Social Climbing Through Ladies’ Boarding Schools

Today my guest is Naomi Clifford. After a long career in magazine journalism in the UK, Naomi returned to her first love: history (which she studied at Bristol University in the 1970s). She is now happy to be a freelance writer based in London, which gives her the time and freedom to explore the delights of the British Newspaper Archive, the National Archive and the British Library, and to write non-fiction books about the Georgian era, the first of which, The Disappearance of Maria Glenn, has just been published. With that introduction, here is Naomi’s guest post.

Naomi Clifford.

For centuries, genteel girls and those of the ‘middling sort’ were educated at home, usually by their mothers or governesses, but in the latter part of the 18th century and into the early 19th, the number of girls’ boarding school proliferated. Not only were they seized on by aspirational parents eager to enhance their daughters’ accomplishments but they were also offered a new opportunity to lone, or otherwise unsupported, educated women: a career and an income.

Salisbury and Winchester Journal, 6 June 1808 © British Library Board

Salisbury and Winchester Journal, 6 June 1808 © British Library Board.

The reasons for the popularity of these private fee-paying schools with parents are much as they are now: standards and social aspiration. Their daughters could learn refined skills such as harp-playing or figure-dancing in an environment where they would brush shoulders with their social superiors. A boarding school education was an investment. It increased a girl’s value on the marriage market and, should the worst happen (that is, she did not marry or the family’s finances collapsed) at least she would be able to support herself. She would have acquired an education that would enable her to find work as a teacher.

Of course, there was a huge range in the quality and type of education on offer. In the middle of the 18th century, the basic curriculum might be reading and needlework, but by the early 19th century grammar and literature (English and French), history and geography were on the curriculum. Often specialist teachers were contracted in. It was not unknown to offer Italian, classical mythology, natural philosophy, or household skills such as pickling, preserving and pastry-making. The annual cost of a boarding school education would be in the region of 12 to 20 guineas but that could rise to 80 to 100 in London or Bath, with additional subjects charged separately.

While some schools focused on accomplishments such as dancing and drawing, others promoted their credentials as serious educators, albeit within the accepted, and highly gendered, limits of the day.

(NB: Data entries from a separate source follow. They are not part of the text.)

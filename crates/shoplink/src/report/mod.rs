//! Profitability reporting over the ledger.
//!
//! # Architecture
//!
//! Reports run in two phases. Phase one computes the historical average
//! supplier cost across every stored supplier order with a positive total.
//! Phase two reads each day's order and spend aggregates and derives the
//! metrics, using the phase-one average to estimate a cost for orders the
//! reconciliation has not linked yet.

mod metrics;

pub use metrics::{DailyReport, ProfitMetrics, RangeReport, Totals};

use chrono::NaiveDate;
use rust_decimal::Decimal;
use tracing::instrument;

use crate::store::{LedgerStore, StoreError};

/// Computes daily and range profitability reports from the ledger.
pub struct ProfitReporter<'a, L: ?Sized> {
    store: &'a L,
}

impl<'a, L> ProfitReporter<'a, L>
where
    L: LedgerStore + ?Sized,
{
    pub const fn new(store: &'a L) -> Self {
        Self { store }
    }

    /// Report for one calendar day.
    ///
    /// # Errors
    ///
    /// Returns `StoreError` if a ledger read fails.
    #[instrument(skip(self))]
    pub async fn daily(&self, date: NaiveDate) -> Result<DailyReport, StoreError> {
        let average_cost = self.store.supplier_cost_stats().await?.average();
        self.daily_with_average(date, average_cost).await
    }

    /// Report for an inclusive date range.
    ///
    /// The historical average cost is computed once and shared by every day,
    /// and the range metrics are derived from the summed totals.
    ///
    /// # Errors
    ///
    /// Returns `StoreError` if a ledger read fails.
    #[instrument(skip(self))]
    pub async fn range(&self, from: NaiveDate, to: NaiveDate) -> Result<RangeReport, StoreError> {
        let average_cost = self.store.supplier_cost_stats().await?.average();

        let mut days = Vec::new();
        let mut totals = Totals::default();
        let mut date = from;
        while date <= to {
            let day = self.daily_with_average(date, average_cost).await?;
            totals.absorb(&day.totals);
            days.push(day);
            match date.succ_opt() {
                Some(next) => date = next,
                None => break,
            }
        }

        Ok(RangeReport {
            from,
            to,
            days,
            totals,
            metrics: ProfitMetrics::from_totals(&totals),
        })
    }

    async fn daily_with_average(
        &self,
        date: NaiveDate,
        average_cost: Decimal,
    ) -> Result<DailyReport, StoreError> {
        let orders = self.store.daily_order_stats(date).await?;
        let spend = self.store.get_daily_spend(date).await?;

        let estimated_cost =
            orders.linked_cost + Decimal::from(orders.unlinked_orders) * average_cost;
        let totals = Totals {
            orders: orders.orders,
            linked_orders: orders.orders - orders.unlinked_orders,
            revenue: orders.revenue,
            actual_cost: orders.linked_cost,
            estimated_cost,
            ad_spend: spend.as_ref().map_or(Decimal::ZERO, |s| s.spend),
            impressions: spend.as_ref().map_or(0, |s| s.impressions),
            clicks: spend.as_ref().map_or(0, |s| s.clicks),
        };

        Ok(DailyReport {
            date,
            totals,
            metrics: ProfitMetrics::from_totals(&totals),
        })
    }
}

Thomas Broadhurst, who ran Belvedere House in Bath with his wife Frances, wrote, “A young lady will not sing the less sweetly, nor dance the less elegantly, because she understands something of the elements of natural philosophy, or is acquainted with the history of her native country” (Advice to Young Ladies on the Improvement of the Mind, and the Conduct of Life, 1808).

Public Ledger and Daily Advertiser, 8 January 1817 © British Library Board

Public Ledger and Daily Advertiser, 8 January 1817 © British Library Board

The aim of the schools was to produce perfect Georgian women, primed to enter the marriage market where they would become ideal wives – helpmeets (not rivals) to their husbands, able to converse intelligently (but not stridently) in company and to manage a household efficiently. Occasionally, however, suitors appeared on the scene before a girl’s education was completed. Thomas Broadhurst warned girls specifically against this: “While you display the purity and innocence of the dove … remember that there are birds of prey constantly hovering around you, and be guarded and wary as the serpent.”

Girls disappearing overnight from boarding schools, especially young heiresses fleeing with unsuitable men, became an easily understood trope in the public imagination. There were regular newspaper reports of elopements from boarding schools but, in truth, many were not what they seemed. In 1772, Robert Morris abducted his 12-year-old ward Frances Harford, the illegitimate daughter of his recently deceased friend Lord Baltimore (and recent heiress to £30,000), from her Chelsea boarding school. The marriage was later annulled. In 1791 Richard Vining Perry deceived the Misses Mills, 14-year-old heiress Clementina Clarke’s Bristol schoolmistresses, into handing her over. He dragged her off to Gretna Green and forcibly married her. He was later prosecuted but acquitted, but by then Clemetina was pregnant with her second child. In 1827 Edward Gibbon Wakefield’s abduction of 15-year-old Ellen Turner, whose school teachers had been duped in an elaborate conspiracy, ended with an annulment – and a prison sentence for Wakefield.

Thomas Rowlandson's Version of the Bristol Elopement, Courtesy of Wikipedia

Thomas Rowlandson’s Version of the Bristol Elopement. Courtesy of Wikipedia.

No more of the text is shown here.